Wie lernen Kinder Fremdsprachen am besten?

Vortrag von Prof. Dr. Thorsten Piske an der SIS Regensburg

Prof. Piske ist Inhaber des Lehrstuhls für Fremdsprachendidaktik an der Friedrich-Alexander-Universität Erlangen-Nürnberg und erforscht, wie bilinguales Lernen funktioniert und was dabei in den Köpfen der Kinder passiert. Er beschäftigt sich dabei unter anderem mit der so genannten Immersionsmethode, nach der auch der Unterricht an der SIS Swiss International School gestaltet wird: Etwa die Hälfte des Unterrichts findet auf Deutsch, die andere auf Englisch statt. Die Kinder tauchen dabei vollständig in die jeweilige Sprache ein, weswegen die Immersionsmethode auch als »Sprachbad« bezeichnet wird.

Vorteile des Sprachbads
Die Vorteile dieser Methode gegenüber dem herkömmlichen Sprachunterricht an deutschen Schulen sind unbestritten. Diverse Studien kommen zu dem Ergebnis, dass sich der Immersionsunterricht positiv auf kognitive Fähigkeiten wie Konzentration, divergentes Denken und Kreativität auswirkt. Bei Kindern, die nach der Immersionsmethode unterrichtet werden, ist die Entwicklung der Zweitsprache deutlich weiter vorangeschritten als bei Schülern, die nach dem traditionellen Modell lernen.

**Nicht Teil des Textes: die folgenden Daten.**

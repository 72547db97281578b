//! Learning progress, quizzes and fraud scenarios.

use chrono::{DateTime, Utc};
use std::collections::HashMap;

use crate::domain::error::PaisaError;
use crate::domain::progress::{
    AnswerOption, FraudOutcome, ModuleCompletion, ModuleDetail, ModuleListing, QuizResult,
    ScenarioDetail, ScenarioListing,
};
use crate::domain::user::UserContext;

pub trait ProgressPort {
    fn list_modules(&self, user: &UserContext) -> Result<Vec<ModuleListing>, PaisaError>;

    /// Creates the progress row on first visit.
    fn open_module(&self, user: &UserContext, module_id: i64) -> Result<ModuleDetail, PaisaError>;

    /// Idempotent: only the first call awards anything.
    fn complete_module(
        &self,
        user: &UserContext,
        module_id: i64,
        now: DateTime<Utc>,
    ) -> Result<ModuleCompletion, PaisaError>;

    fn submit_quiz(
        &self,
        user: &UserContext,
        module_id: i64,
        answers: &HashMap<i64, AnswerOption>,
        now: DateTime<Utc>,
    ) -> Result<QuizResult, PaisaError>;

    fn list_scenarios(&self, user: &UserContext) -> Result<Vec<ScenarioListing>, PaisaError>;

    fn open_scenario(&self, user: &UserContext, scenario_id: i64)
    -> Result<ScenarioDetail, PaisaError>;

    /// One attempt per scenario; later submissions return the first.
    fn submit_fraud_response(
        &self,
        user: &UserContext,
        scenario_id: i64,
        response: &str,
        now: DateTime<Utc>,
    ) -> Result<FraudOutcome, PaisaError>;
}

Für die Entwicklung der Erstsprache – so zeigen die Forschungsergebnisse – ergeben sich daraus keine Nachteile. Die Inhalte der Sachfächer können mit der Immersionsmethode ebenso gut vermittelt werden wie durch den herkömmlichen Unterricht. »Außerdem hat sich gezeigt, dass das Sprachbad für starke und schwache Lerner gleichermaßen geeignet ist«, fasst Piske den Forschungsstand zusammen. »Eine intensive Beratung der Eltern ist aber auf jeden Fall erforderlich.«

Vier Grundvoraussetzungen für erfolgreiches Fremdsprachenlernen
Bilinguales Lernen kann Piske zufolge nur dann erfolgreich sein, wenn eine Reihe von Prinzipien beachtet und im Schulalltag umgesetzt werden:
- Möglichst früher Beginn
- Kontinuierlicher und intensiver Kontakt zur Fremdsprache
- Häufiger Gebrauch der Fremdsprache in verschiedenen und motivierenden Kontexten
- Authentischer und reicher Input durch Lehrkräfte und Erzieher mit einer hohen Sprachkompetenz

So bedarf es zudem einer klaren, auch sprachlichen Strukturierung des Schulalltags, wie beispielsweise eine eindeutige Zuordnung der jeweiligen Sprache zu bestimmten Fächern oder Personen. Wichtig sind auch die Kontextualisierung, also die Einbettung von Sprache in konkrete Situationen. Dadurch, dass an der SIS nicht nur der Unterricht, sondern der gesamte Schulalltag auf zwei Sprachen stattfindet, werden diese Prinzipien fast automatisch umgesetzt.